Inspired by “Google™ Sets”, we consider the problem of retrieving items from a concept or cluster, given a query consisting of a few items from that cluster. We formulate this as a Bayesian inference problem and describe a very simple algorithm for solving it. Our algorithm uses a model-based concept of a cluster and ranks items using a score which evaluates the marginal probability that each item belongs to a cluster containing the query items. For exponential family models with conjugate priors this marginal probability is a simple function of sufficient statistics. We focus on sparse binary data and show that our score can be evaluated exactly using a single sparse matrix multiplication, making it possible to apply our algorithm to very large datasets. We evaluate our algorithm on three datasets: retrieving movies from EachMovie, finding completions of author sets from the NIPS dataset, and finding completions of sets of words appearing in the Grolier encyclopedia. We compare to Google™ Sets and show that Bayesian Sets gives very reasonable set completions.

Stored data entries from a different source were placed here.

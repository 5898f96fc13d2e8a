//! Name-keyed store of the types of one compilation.
//!
//! Declared types are registered by fully qualified name. A name may be
//! registered as an undefined stub first (forward references) and filled in
//! later; the id handed out for the stub stays valid. Parameterized generics
//! and lambda types are interned by their parameterized name instead.

use rustc_hash::FxHashMap;
use taxi_common::span::Span;

use crate::error::CompileErrorKind;
use crate::name::QualifiedName;
use crate::primitives::{Builtin, TAXI_NAMESPACE, VOID_ID};
use crate::types::{GenericKind, GenericType, LambdaType, ObjectType, Type, TypeArena, TypeArgument, TypeId, TypeInfo};

/// The first place an undefined name was referenced.
#[derive(Debug, Clone, Copy, PartialEq, Eq)]
pub struct Reference {
    pub source: usize,
    pub span: Span,
}

#[derive(Debug, Default)]
pub struct TypeRegistry {
    arena: TypeArena,
    names: FxHashMap<String, TypeId>,
    /// Declared types in registration order.
    declared: Vec<TypeId>,
    interned: FxHashMap<String, TypeId>,
    first_references: FxHashMap<TypeId, Reference>,
}

/// Primitives and `Void` resolve to their reserved ids.
fn reserved_id(name: &str) -> Option<TypeId> {
    match Builtin::lookup(name)? {
        Builtin::Primitive(primitive) => Some(primitive.type_id()),
        Builtin::Void => Some(VOID_ID),
        Builtin::Generic(_) => None,
    }
}

impl TypeRegistry {
    pub fn new() -> Self {
        Self::default()
    }

    pub fn arena(&self) -> &TypeArena {
        &self.arena
    }

    pub(crate) fn get_mut(&mut self, id: TypeId) -> &mut Type {
        self.arena.get_mut(id)
    }

    /// Return the type registered under `name`, creating an undefined object
    /// stub when there is none. Records `reference` as the first use of a
    /// still-undefined name.
    pub fn get_or_create(&mut self, name: &str, reference: Option<Reference>) -> TypeId {
        if let Some(id) = reserved_id(name) {
            return id;
        }
        let id = match self.names.get(name) {
            Some(&id) => id,
            None => self.insert(Type::Object(ObjectType::stub(QualifiedName::from_fully_qualified(name)))),
        };
        if let Some(reference) = reference {
            if !self.arena[id].is_defined() {
                self.first_references.entry(id).or_insert(reference);
            }
        }
        id
    }

    /// Insert a declared type, or merge it into the one already registered
    /// under its name. Two definitions of one name are a redefinition.
    pub fn register(&mut self, ty: Type) -> Result<TypeId, CompileErrorKind> {
        let name = ty.qualified_name().fully_qualified_name();
        let Some(&id) = self.names.get(&name) else {
            return Ok(self.insert(ty));
        };

        let existing = self.arena.get_mut(id);
        let merged = match (existing, ty) {
            (Type::Object(existing), Type::Object(new)) => existing.merge(new),
            (Type::Enum(existing), Type::Enum(new)) => existing.merge(new),
            (Type::Alias(existing), Type::Alias(new)) => existing.merge(new),
            (Type::Annotation(existing), Type::Annotation(new)) => existing.merge(new),
            (Type::Union(existing), Type::Union(new)) => existing.merge(new),
            // A stub of one kind is replaced in place by a declaration of another.
            (existing, new) => match (existing.is_defined(), new.is_defined()) {
                (true, true) => Err(()),
                (true, false) => Ok(()),
                (false, _) => {
                    *existing = new;
                    Ok(())
                }
            },
        };

        merged.map(|()| id).map_err(|()| CompileErrorKind::Redefinition {
            kind: self.arena[id].kind_name(),
            name,
        })
    }

    /// Look up a name: reserved ids first, then declared and interned types.
    pub fn get_type(&self, name: &str) -> Result<TypeId, CompileErrorKind> {
        reserved_id(name)
            .or_else(|| self.lookup(name))
            .or_else(|| self.interned.get(name).copied())
            .ok_or_else(|| CompileErrorKind::UnresolvedType(name.to_string()))
    }

    /// A declared type by fully qualified name.
    pub fn lookup(&self, name: &str) -> Option<TypeId> {
        self.names.get(name).copied()
    }

    pub fn contains(&self, name: &str) -> bool {
        reserved_id(name).is_some() || self.names.contains_key(name)
    }

    pub fn is_defined(&self, name: &str) -> bool {
        match self.get_type(name) {
            Ok(id) => self.arena[id].is_defined(),
            Err(_) => false,
        }
    }

    /// The interned parameterization of a built-in or declared generic.
    pub fn intern_generic(&mut self, kind: GenericKind, parameters: Vec<TypeId>) -> TypeId {
        let base = match kind {
            GenericKind::Builtin(generic) => generic.qualified_name(),
            GenericKind::Declared(id) => self.arena.qualified_name(id).clone(),
        };
        let name = base.with_parameters(self.parameter_names(&parameters));
        self.intern(name, |name| {
            Type::Generic(GenericType {
                kind,
                name,
                parameters,
            })
        })
    }

    /// The interned function type `(parameters) -> return_type`.
    pub fn intern_lambda(&mut self, parameters: Vec<TypeId>, return_type: TypeId) -> TypeId {
        let mut names = self.parameter_names(&parameters);
        names.push(self.arena.qualified_name(return_type).clone());
        let name = QualifiedName::new(TAXI_NAMESPACE, "Lambda").with_parameters(names);
        self.intern(name, |name| {
            Type::Lambda(LambdaType {
                name,
                parameters,
                return_type,
            })
        })
    }

    /// A fresh placeholder for type parameter `name` of `declared_by`.
    pub fn new_type_argument(&mut self, name: &str, declared_by: &QualifiedName) -> TypeId {
        self.arena.alloc(Type::TypeArgument(TypeArgument {
            name: QualifiedName::new(declared_by.fully_qualified_name(), name),
            declared_by: declared_by.clone(),
        }))
    }

    /// One `Unresolved type` error per declared name that never received a
    /// definition, with the first place it was referenced.
    pub fn assert_all_types_resolved(&self) -> Vec<(CompileErrorKind, Option<Reference>)> {
        self.declared
            .iter()
            .filter(|id| !self.arena[**id].is_defined())
            .map(|id| {
                let name = self.arena.qualified_name(*id).fully_qualified_name();
                (
                    CompileErrorKind::UnresolvedType(name),
                    self.first_references.get(id).copied(),
                )
            })
            .collect()
    }

    /// Declared types in registration order.
    pub fn declared_types(&self) -> &[TypeId] {
        &self.declared
    }

    pub(crate) fn into_parts(self) -> (TypeArena, FxHashMap<String, TypeId>, Vec<TypeId>, FxHashMap<String, TypeId>) {
        (self.arena, self.names, self.declared, self.interned)
    }

    fn insert(&mut self, ty: Type) -> TypeId {
        let name = ty.qualified_name().fully_qualified_name();
        let id = self.arena.alloc(ty);
        self.names.insert(name, id);
        self.declared.push(id);
        id
    }

    fn intern(&mut self, name: QualifiedName, build: impl FnOnce(QualifiedName) -> Type) -> TypeId {
        let key = name.parameterized_name();
        if let Some(&id) = self.interned.get(&key) {
            return id;
        }
        let id = self.arena.alloc(build(name));
        self.interned.insert(key, id);
        id
    }

    fn parameter_names(&self, parameters: &[TypeId]) -> Vec<QualifiedName> {
        parameters
            .iter()
            .map(|p| self.arena.qualified_name(*p).clone())
            .collect()
    }
}

#[cfg(test)]
mod tests {
    use super::*;
    use crate::primitives::{BuiltinGeneric, PrimitiveType};
    use crate::types::{EnumDefinition, EnumType, CompilationUnit};

    fn enum_def() -> EnumDefinition {
        EnumDefinition {
            values: Vec::new(),
            annotations: Vec::new(),
            inherits_from: Vec::new(),
            base_primitive: PrimitiveType::String,
            type_doc: None,
            source: CompilationUnit {
                source_name: "t.taxi".to_string(),
                span: Span::new(0, 1),
            },
        }
    }

    #[test]
    fn primitives_short_circuit() {
        let mut registry = TypeRegistry::new();
        assert_eq!(registry.get_or_create("String", None), PrimitiveType::String.type_id());
        assert_eq!(registry.get_type("lang.taxi.Int"), Ok(PrimitiveType::Int.type_id()));
        assert!(registry.declared_types().is_empty());
    }

    #[test]
    fn stub_identity_survives_definition() {
        let mut registry = TypeRegistry::new();
        let stub = registry.get_or_create("com.Color", None);
        assert!(!registry.is_defined("com.Color"));

        let defined = EnumType::defined(QualifiedName::new("com", "Color"), enum_def());
        assert_eq!(registry.register(Type::Enum(defined)), Ok(stub));
        assert!(registry.is_defined("com.Color"));
        assert!(matches!(registry.arena()[stub], Type::Enum(_)));
    }

    #[test]
    fn second_definition_is_a_redefinition() {
        let mut registry = TypeRegistry::new();
        let name = QualifiedName::new("", "Color");
        registry
            .register(Type::Enum(EnumType::defined(name.clone(), enum_def())))
            .unwrap();
        let err = registry
            .register(Type::Enum(EnumType::defined(name, enum_def())))
            .unwrap_err();
        assert_eq!(err.to_string(), "Attempt to redefine enum Color");
    }

    #[test]
    fn unresolved_names_report_first_reference() {
        let mut registry = TypeRegistry::new();
        let first = Reference { source: 0, span: Span::new(4, 7) };
        registry.get_or_create("Bar", Some(first));
        registry.get_or_create("Bar", Some(Reference { source: 1, span: Span::new(0, 3) }));

        let unresolved = registry.assert_all_types_resolved();
        assert_eq!(unresolved.len(), 1);
        assert_eq!(unresolved[0].0.to_string(), "Unresolved type: Bar");
        assert_eq!(unresolved[0].1, Some(first));
    }

    #[test]
    fn generics_are_interned_by_parameterized_name() {
        let mut registry = TypeRegistry::new();
        let string = PrimitiveType::String.type_id();
        let a = registry.intern_generic(GenericKind::Builtin(BuiltinGeneric::Array), vec![string]);
        let b = registry.intern_generic(GenericKind::Builtin(BuiltinGeneric::Array), vec![string]);
        assert_eq!(a, b);
        assert_eq!(registry.get_type("lang.taxi.Array<lang.taxi.String>"), Ok(a));
    }
}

#### A Simple Bayesian Framework for Content-Based Image Retrieval

Katherine A. Heller, Zoubin Ghahramani, 2006. (In CVPR). IEEE Computer Society. **ISBN**: 0-7695-2597-0.

Abstract▼ URL

We present a Bayesian framework for content-based image retrieval which models the distribution of color and texture features within sets of related images. Given a userspecified text query (e.g. “penguins”) the system first extracts a set of images, from a labelled corpus, corresponding to that query. The distribution over features of these images is used to compute a Bayesian score for each image in a large unlabelled corpus. Unlabelled images are then ranked using this score and the top images are returned. Although the Bayesian score is based on computing marginal likelihoods, which integrate over model parameters, in the case of sparse binary data the score reduces to a single matrix-vector multiplication and is therefore extremely efficient to compute. We show that our method works surprisingly well despite its simplicity and the fact that no relevance feedback is used. We compare different choices of features, and evaluate our results using human subjects.

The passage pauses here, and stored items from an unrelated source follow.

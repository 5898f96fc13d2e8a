//! Type assignability.
//!
//! `is_assignable` is an ordered rule chain; the first rule that decides
//! wins. Parameterized types are covariant: `Array<Dog>` is assignable to
//! `Array<Animal>` when `Dog` inherits `Animal`, never the reverse.

use std::collections::VecDeque;

use rustc_hash::FxHashSet;

use crate::primitives::PrimitiveType;
use crate::types::{GenericKind, GenericType, Type, TypeArena, TypeId, Value};

#[derive(Debug, Clone, Copy)]
pub struct TypeChecker<'a> {
    arena: &'a TypeArena,
}

impl<'a> TypeChecker<'a> {
    pub fn new(arena: &'a TypeArena) -> Self {
        Self { arena }
    }

    pub fn is_assignable_to(&self, value: TypeId, target: TypeId) -> bool {
        self.is_assignable(value, target, true)
    }

    pub fn is_assignable(&self, value: TypeId, target: TypeId, consider_type_parameters: bool) -> bool {
        let arena = self.arena;
        let value = arena.resolve_aliases(value);
        let target = arena.resolve_aliases(target);

        if self.resolves_same_as(value, target, consider_type_parameters) {
            return true;
        }

        if let Type::Enum(enum_type) = &arena[target] {
            let bare = [PrimitiveType::String.type_id(), enum_type.base_primitive().type_id()];
            return bare.contains(&value) || arena.inherits(value, target);
        }

        // Naked primitives may be assigned to anything narrowing them.
        if let Type::Primitive(primitive) = arena[value] {
            if arena.base_primitive(target) == Some(primitive) {
                return true;
            }
        }

        if matches!(arena[value], Type::TypeArgument(_)) || matches!(arena[target], Type::TypeArgument(_)) {
            return true;
        }

        if let Type::Lambda(lambda) = &arena[target] {
            return self.is_assignable(value, lambda.return_type, consider_type_parameters);
        }

        if consider_type_parameters {
            if let (Some((value_base, value_args)), Some((target_base, target_args))) =
                (self.declared_generic(value), self.declared_generic(target))
            {
                if value_base != target_base {
                    return self.generic_inherits(value_base, value_args, target_base, target_args);
                }
            }
        }

        let value_params = arena.type_parameters(value);
        let target_params = arena.type_parameters(target);
        if consider_type_parameters && value_params.len() != target_params.len() {
            return false;
        }

        if consider_type_parameters && !value_params.is_empty() {
            if !self.is_assignable(value, target, false) {
                return false;
            }
            return value_params
                .iter()
                .zip(&target_params)
                .all(|(v, t)| self.is_assignable_to(*v, *t));
        }

        arena.inherits(value, target)
    }

    fn declared_generic(&self, id: TypeId) -> Option<(TypeId, &'a [TypeId])> {
        let arena: &'a TypeArena = self.arena;
        match arena.get(id) {
            Type::Generic(GenericType {
                kind: GenericKind::Declared(base),
                parameters,
                ..
            }) => Some((arena.resolve_aliases(*base), parameters.as_slice())),
            _ => None,
        }
    }

    /// Walk the supertypes declared by generic `base`, substituting `args` for
    /// its type parameters, until a parameterization of `target_base` is found
    /// whose arguments accept the substituted ones.
    fn generic_inherits(&self, base: TypeId, args: &[TypeId], target_base: TypeId, target_args: &[TypeId]) -> bool {
        let arena = self.arena;
        let mut seen = FxHashSet::default();
        let mut queue = VecDeque::from([(base, args.to_vec())]);
        while let Some((base, args)) = queue.pop_front() {
            if !seen.insert(base) {
                continue;
            }
            let params = arena.type_parameters(base);
            for inherited in arena.inherits_from(base) {
                let Some((next, inherited_args)) = self.declared_generic(inherited) else {
                    continue;
                };
                let substituted: Vec<TypeId> = inherited_args
                    .iter()
                    .map(|arg| {
                        params
                            .iter()
                            .position(|p| p == arg)
                            .and_then(|i| args.get(i).copied())
                            .unwrap_or(*arg)
                    })
                    .collect();
                if next != target_base {
                    queue.push_back((next, substituted));
                } else if substituted.len() == target_args.len()
                    && substituted
                        .iter()
                        .zip(target_args)
                        .all(|(v, t)| self.is_assignable_to(*v, *t))
                {
                    return true;
                }
            }
        }
        false
    }

    /// Whether a literal may initialise or constrain a value of `target`.
    /// Int literals widen into decimal types and anything fits `Any`.
    pub fn accepts_literal(&self, value: &Value, target: TypeId) -> bool {
        if self.arena.resolve_aliases(target) == PrimitiveType::Any.type_id() {
            return true;
        }
        if self.is_assignable_to(value.primitive().type_id(), target) {
            return true;
        }
        matches!(value, Value::Int(_))
            && matches!(
                self.arena.base_primitive(target),
                Some(PrimitiveType::Decimal | PrimitiveType::Double)
            )
    }

    /// Same qualified name once aliases are stripped, and (optionally) the
    /// same parameters pairwise.
    pub fn resolves_same_as(&self, a: TypeId, b: TypeId, consider_type_parameters: bool) -> bool {
        let arena = self.arena;
        let a = arena.resolve_aliases(a);
        let b = arena.resolve_aliases(b);
        if a == b {
            return true;
        }

        let a_params = arena.type_parameters(a);
        let b_params = arena.type_parameters(b);
        if consider_type_parameters && a_params.len() != b_params.len() {
            return false;
        }

        let same_name =
            arena.qualified_name(a).fully_qualified_name() == arena.qualified_name(b).fully_qualified_name();
        same_name
            && (!consider_type_parameters
                || a_params
                    .iter()
                    .zip(&b_params)
                    .all(|(x, y)| self.resolves_same_as(*x, *y, true)))
    }
}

#### A Scalable Gibbs Sampler for Probabilistic Entity Linking

Neil Houlsby, Massimiliano Ciaramita, 2014. (In 36th European Conference on Information Retrieval). Springer.

Abstract▼ URL

Entity linking involves labeling phrases in text with their referent entities, such as Wikipedia or Freebase entries. This task is challenging due to the large number of possible entities, in the millions, and heavy-tailed mention ambiguity. We formulate the problem in terms of probabilistic inference within a topic model, where each topic is associated with a Wikipedia article. To deal with the large number of topics we propose a novel efficient Gibbs sampling scheme which can also incorporate side information, such as the Wikipedia graph. This conceptually simple probabilistic approach achieves state-of-the-art performance in entity-linking on the Aida-CoNLL dataset.

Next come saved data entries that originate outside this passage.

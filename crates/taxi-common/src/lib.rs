//! Shared types used across the Taxi compiler crates: byte spans, line
//! lookup, the token vocabulary and lexer errors.

pub mod error;
pub mod span;
pub mod token;
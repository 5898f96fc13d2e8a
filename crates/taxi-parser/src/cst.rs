//! Rowan tree types for Taxi.

use crate::syntax_kind::SyntaxKind;

/// Marker type tying [`SyntaxKind`] to rowan's generic tree.
#[derive(Debug, Clone, Copy, PartialEq, Eq, PartialOrd, Ord, Hash)]
pub enum TaxiLanguage {}

impl rowan::Language for TaxiLanguage {
    type Kind = SyntaxKind;

    fn kind_from_raw(raw: rowan::SyntaxKind) -> Self::Kind {
        assert!(raw.0 <= SyntaxKind::CONSTRAINT as u16, "unknown raw syntax kind {}", raw.0);
        // Safety: SyntaxKind is #[repr(u16)] with contiguous discriminants up
        // to CONSTRAINT, checked above.
        unsafe { std::mem::transmute::<u16, SyntaxKind>(raw.0) }
    }

    fn kind_to_raw(kind: Self::Kind) -> rowan::SyntaxKind {
        rowan::SyntaxKind(kind as u16)
    }
}

pub type SyntaxNode = rowan::SyntaxNode<TaxiLanguage>;
pub type SyntaxToken = rowan::SyntaxToken<TaxiLanguage>;
pub type SyntaxElement = rowan::SyntaxElement<TaxiLanguage>;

#### Exploration in two-stage recommender systems

Jiri Hron, Karl Krauth, Michael I. Jordan, Niki Kilbertus, 2020. (REVEAL (ACM RecSys workshop)).

Abstract▼ URL

Two-stage recommender systems are widely adopted in industry due to their scalability and maintainability. These systems produce recommendations in two steps: (i) multiple nominators preselect a small number of items from a large pool using cheap-to-compute item embeddings; (ii) with a richer set of features, a ranker rearranges the nominated items and serves them to the user. A key challenge of this setup is that optimal performance of each stage in isolation does not imply optimal global performance. In response to this issue, Ma et al. (2020) proposed a nominator training objective importance weighted by the ranker’s probability of recommending each item. In this work, we focus on the complementary issue of exploration. Modeled as a contextual bandit problem, we find LinUCB (a near optimal exploration strategy for single-stage systems) may lead to linear regret when deployed in two-stage recommenders. We therefore propose a method of synchronising the exploration strategies between the ranker and the nominators. Our algorithm only relies on quantities already computed by standard LinUCB at each stage and can be implemented in three lines of additional code. We end by demonstrating the effectiveness of our algorithm experimentally.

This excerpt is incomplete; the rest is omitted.